» **GIVEN DATA**
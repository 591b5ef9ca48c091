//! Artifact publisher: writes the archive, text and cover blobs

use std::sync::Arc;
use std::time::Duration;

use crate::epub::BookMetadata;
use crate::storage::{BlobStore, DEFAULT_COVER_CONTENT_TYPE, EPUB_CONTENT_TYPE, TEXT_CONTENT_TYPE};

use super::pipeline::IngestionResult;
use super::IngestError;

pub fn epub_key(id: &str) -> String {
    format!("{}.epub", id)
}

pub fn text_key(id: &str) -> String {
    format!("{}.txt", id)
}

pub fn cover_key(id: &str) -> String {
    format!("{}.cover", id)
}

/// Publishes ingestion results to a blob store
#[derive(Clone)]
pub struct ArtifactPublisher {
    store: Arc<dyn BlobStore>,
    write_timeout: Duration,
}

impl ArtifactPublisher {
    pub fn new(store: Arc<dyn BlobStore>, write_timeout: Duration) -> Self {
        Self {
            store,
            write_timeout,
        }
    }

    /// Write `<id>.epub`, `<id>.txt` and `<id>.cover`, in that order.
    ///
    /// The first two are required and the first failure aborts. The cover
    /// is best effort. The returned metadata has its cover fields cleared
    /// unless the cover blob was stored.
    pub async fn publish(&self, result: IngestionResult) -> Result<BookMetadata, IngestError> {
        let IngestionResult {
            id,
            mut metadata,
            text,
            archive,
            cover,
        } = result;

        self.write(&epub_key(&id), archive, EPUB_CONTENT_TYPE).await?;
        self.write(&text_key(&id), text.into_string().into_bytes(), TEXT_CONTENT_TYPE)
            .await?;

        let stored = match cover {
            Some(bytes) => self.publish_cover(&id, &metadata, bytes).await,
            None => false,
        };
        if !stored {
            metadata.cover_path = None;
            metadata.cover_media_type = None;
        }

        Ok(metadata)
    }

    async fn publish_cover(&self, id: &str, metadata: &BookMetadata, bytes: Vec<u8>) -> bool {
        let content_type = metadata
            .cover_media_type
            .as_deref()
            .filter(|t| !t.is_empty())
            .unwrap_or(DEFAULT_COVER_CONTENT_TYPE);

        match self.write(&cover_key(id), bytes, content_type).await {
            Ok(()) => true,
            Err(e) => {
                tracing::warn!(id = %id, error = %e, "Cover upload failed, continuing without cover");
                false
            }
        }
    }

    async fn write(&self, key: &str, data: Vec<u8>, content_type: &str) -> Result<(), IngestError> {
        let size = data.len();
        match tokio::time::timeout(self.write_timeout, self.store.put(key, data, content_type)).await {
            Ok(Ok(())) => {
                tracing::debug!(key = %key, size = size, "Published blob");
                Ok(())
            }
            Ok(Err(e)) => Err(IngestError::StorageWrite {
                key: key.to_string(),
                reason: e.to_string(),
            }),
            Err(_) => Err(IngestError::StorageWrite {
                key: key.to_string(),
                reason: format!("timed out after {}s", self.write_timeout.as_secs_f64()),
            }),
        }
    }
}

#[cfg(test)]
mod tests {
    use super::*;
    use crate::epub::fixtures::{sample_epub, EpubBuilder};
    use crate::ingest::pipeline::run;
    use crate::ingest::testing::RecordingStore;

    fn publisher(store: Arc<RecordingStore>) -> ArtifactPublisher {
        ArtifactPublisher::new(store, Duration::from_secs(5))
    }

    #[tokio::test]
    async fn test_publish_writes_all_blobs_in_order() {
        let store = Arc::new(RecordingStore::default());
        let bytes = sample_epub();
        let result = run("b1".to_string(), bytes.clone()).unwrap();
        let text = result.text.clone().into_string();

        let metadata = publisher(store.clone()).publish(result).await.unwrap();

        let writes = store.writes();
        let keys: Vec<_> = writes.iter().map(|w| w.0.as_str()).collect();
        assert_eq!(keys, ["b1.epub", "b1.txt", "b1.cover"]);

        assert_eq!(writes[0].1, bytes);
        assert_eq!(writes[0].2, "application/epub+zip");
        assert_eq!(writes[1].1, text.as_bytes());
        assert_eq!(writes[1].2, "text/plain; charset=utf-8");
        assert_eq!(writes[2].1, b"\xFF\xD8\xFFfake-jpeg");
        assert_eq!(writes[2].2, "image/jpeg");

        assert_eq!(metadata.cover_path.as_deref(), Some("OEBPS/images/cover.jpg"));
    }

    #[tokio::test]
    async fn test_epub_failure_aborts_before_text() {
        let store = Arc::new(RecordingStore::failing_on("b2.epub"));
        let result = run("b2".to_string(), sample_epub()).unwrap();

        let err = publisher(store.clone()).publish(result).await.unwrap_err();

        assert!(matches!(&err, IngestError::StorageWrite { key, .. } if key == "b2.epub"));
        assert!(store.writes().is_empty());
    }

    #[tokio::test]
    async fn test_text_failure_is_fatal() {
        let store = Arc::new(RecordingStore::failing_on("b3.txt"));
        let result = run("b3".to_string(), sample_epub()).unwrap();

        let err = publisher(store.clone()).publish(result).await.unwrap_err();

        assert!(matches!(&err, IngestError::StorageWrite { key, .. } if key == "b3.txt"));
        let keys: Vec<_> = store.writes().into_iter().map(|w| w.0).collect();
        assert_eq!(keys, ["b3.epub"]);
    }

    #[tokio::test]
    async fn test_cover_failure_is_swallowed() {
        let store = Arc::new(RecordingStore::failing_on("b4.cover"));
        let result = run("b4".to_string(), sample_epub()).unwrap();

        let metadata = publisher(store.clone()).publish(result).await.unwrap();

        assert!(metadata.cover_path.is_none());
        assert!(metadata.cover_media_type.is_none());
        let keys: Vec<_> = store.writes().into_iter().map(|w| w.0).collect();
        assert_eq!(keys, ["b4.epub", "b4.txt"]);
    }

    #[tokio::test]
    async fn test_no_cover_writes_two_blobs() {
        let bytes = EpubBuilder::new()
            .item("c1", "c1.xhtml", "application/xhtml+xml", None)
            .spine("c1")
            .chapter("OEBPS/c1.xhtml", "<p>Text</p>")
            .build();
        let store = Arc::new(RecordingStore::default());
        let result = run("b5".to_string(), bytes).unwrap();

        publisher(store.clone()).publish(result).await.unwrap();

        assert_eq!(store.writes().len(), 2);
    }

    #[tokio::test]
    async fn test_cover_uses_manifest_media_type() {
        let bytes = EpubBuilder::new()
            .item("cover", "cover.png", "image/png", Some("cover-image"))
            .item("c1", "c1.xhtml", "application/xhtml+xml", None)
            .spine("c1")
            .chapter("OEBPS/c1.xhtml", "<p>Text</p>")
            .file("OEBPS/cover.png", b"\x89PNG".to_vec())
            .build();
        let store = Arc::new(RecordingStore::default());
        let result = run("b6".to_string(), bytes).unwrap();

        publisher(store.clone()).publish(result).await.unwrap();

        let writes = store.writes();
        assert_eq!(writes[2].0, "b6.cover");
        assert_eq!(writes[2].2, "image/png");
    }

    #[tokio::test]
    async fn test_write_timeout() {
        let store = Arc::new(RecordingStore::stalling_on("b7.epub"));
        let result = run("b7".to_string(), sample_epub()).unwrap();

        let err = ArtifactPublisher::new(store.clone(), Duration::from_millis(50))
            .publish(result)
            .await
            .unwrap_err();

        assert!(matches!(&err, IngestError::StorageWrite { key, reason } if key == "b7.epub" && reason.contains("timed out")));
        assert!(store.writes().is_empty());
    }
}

» **EXERCISE DIRECTIONS**
Gather every line from the entries above where the word "matches" appears, and copy them.

» **FINISHED TASK**
        assert!(matches!(&err, IngestError::StorageWrite { key, .. } if key == "b2.epub"));
        assert!(matches!(&err, IngestError::StorageWrite { key, .. } if key == "b3.txt"));
        assert!(matches!(&err, IngestError::StorageWrite { key, reason } if key == "b7.epub" && reason.contains("timed out")));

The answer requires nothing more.